- YOUR TASK -
Scan the data for "limit" and copy each matching line.

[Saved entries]
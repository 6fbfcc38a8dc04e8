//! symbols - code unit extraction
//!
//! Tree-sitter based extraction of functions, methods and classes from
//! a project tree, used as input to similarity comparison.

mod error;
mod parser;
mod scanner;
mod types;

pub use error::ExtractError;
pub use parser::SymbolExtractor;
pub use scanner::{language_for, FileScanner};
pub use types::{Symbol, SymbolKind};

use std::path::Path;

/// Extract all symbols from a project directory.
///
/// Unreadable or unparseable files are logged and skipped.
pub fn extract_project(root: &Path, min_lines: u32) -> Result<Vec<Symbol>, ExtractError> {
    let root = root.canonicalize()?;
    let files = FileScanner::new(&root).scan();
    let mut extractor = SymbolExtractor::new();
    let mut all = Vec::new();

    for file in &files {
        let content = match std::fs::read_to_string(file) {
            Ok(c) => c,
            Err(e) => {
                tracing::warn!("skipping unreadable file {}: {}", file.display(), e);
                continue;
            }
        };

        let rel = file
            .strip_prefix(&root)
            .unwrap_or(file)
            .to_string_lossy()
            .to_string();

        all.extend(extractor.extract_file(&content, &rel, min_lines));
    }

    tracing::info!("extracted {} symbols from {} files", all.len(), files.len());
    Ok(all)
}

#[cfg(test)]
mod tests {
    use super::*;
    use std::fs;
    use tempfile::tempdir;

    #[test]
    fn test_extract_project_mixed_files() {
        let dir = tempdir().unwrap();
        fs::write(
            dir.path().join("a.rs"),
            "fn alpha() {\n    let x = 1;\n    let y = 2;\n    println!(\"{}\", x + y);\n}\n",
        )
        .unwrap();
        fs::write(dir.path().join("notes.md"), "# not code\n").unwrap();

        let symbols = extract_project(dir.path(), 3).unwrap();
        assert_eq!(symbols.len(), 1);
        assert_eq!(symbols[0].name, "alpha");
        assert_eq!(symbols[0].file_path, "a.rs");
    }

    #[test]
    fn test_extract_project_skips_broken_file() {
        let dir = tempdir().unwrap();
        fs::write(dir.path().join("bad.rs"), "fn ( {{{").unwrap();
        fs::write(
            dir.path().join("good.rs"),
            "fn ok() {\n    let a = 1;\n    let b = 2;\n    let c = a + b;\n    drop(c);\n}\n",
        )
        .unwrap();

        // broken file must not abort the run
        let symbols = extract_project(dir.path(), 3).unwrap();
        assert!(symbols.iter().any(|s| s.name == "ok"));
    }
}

...

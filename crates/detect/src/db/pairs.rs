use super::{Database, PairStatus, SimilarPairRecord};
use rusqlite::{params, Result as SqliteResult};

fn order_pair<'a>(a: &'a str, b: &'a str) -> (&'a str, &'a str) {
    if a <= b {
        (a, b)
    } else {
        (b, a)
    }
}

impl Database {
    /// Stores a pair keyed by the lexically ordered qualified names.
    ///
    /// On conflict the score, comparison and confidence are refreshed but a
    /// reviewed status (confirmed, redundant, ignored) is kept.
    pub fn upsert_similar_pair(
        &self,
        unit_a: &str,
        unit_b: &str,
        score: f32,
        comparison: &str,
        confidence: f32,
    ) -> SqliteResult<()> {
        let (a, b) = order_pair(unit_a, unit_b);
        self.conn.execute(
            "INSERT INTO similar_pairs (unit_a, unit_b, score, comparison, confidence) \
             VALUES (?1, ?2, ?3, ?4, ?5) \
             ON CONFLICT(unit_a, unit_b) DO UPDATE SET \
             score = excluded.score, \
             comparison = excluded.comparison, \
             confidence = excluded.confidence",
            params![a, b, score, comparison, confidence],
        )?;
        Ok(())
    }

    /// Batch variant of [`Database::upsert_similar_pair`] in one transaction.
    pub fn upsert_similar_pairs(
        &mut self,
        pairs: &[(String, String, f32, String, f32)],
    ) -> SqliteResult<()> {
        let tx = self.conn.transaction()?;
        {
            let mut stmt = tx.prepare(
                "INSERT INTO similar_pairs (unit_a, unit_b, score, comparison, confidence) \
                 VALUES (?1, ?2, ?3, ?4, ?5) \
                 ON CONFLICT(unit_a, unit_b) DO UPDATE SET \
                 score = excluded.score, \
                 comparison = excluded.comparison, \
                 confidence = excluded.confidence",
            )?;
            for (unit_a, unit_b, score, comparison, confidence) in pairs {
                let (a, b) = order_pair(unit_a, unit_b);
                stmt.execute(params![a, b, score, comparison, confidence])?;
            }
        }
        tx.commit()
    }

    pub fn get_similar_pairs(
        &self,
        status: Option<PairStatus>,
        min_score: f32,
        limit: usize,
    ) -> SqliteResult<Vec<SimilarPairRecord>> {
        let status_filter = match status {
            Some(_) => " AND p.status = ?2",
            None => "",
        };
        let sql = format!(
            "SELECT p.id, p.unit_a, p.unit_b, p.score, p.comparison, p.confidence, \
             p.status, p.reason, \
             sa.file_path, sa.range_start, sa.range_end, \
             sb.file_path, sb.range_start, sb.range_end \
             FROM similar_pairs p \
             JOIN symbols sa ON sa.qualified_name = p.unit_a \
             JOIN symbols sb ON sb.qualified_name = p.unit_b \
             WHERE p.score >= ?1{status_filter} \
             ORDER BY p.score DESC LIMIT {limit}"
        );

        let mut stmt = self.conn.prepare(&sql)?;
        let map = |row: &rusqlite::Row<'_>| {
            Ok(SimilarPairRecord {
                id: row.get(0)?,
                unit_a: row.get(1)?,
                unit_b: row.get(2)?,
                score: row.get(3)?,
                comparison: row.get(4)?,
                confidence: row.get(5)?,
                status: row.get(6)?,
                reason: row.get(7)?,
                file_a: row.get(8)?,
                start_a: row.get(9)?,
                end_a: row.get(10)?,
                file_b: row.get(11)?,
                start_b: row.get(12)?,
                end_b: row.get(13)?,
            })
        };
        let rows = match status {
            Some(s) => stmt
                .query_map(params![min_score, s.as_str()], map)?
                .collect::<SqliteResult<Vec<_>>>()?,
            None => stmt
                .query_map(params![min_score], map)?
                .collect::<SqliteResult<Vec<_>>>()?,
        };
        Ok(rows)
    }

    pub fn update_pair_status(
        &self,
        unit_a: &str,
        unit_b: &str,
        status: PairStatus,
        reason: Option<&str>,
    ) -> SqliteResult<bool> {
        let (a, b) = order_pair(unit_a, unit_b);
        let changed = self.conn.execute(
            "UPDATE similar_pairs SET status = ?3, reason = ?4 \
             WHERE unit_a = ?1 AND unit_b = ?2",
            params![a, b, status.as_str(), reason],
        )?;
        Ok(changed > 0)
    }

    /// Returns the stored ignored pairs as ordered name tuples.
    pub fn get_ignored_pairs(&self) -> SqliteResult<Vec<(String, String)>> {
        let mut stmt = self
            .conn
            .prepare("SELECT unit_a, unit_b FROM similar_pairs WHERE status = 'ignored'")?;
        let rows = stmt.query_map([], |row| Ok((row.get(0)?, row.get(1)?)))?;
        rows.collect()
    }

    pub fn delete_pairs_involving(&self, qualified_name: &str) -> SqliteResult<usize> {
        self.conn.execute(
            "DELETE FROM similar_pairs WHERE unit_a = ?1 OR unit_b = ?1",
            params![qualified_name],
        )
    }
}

- ANSWER -
        limit: usize,
             ORDER BY p.score DESC LIMIT {limit}"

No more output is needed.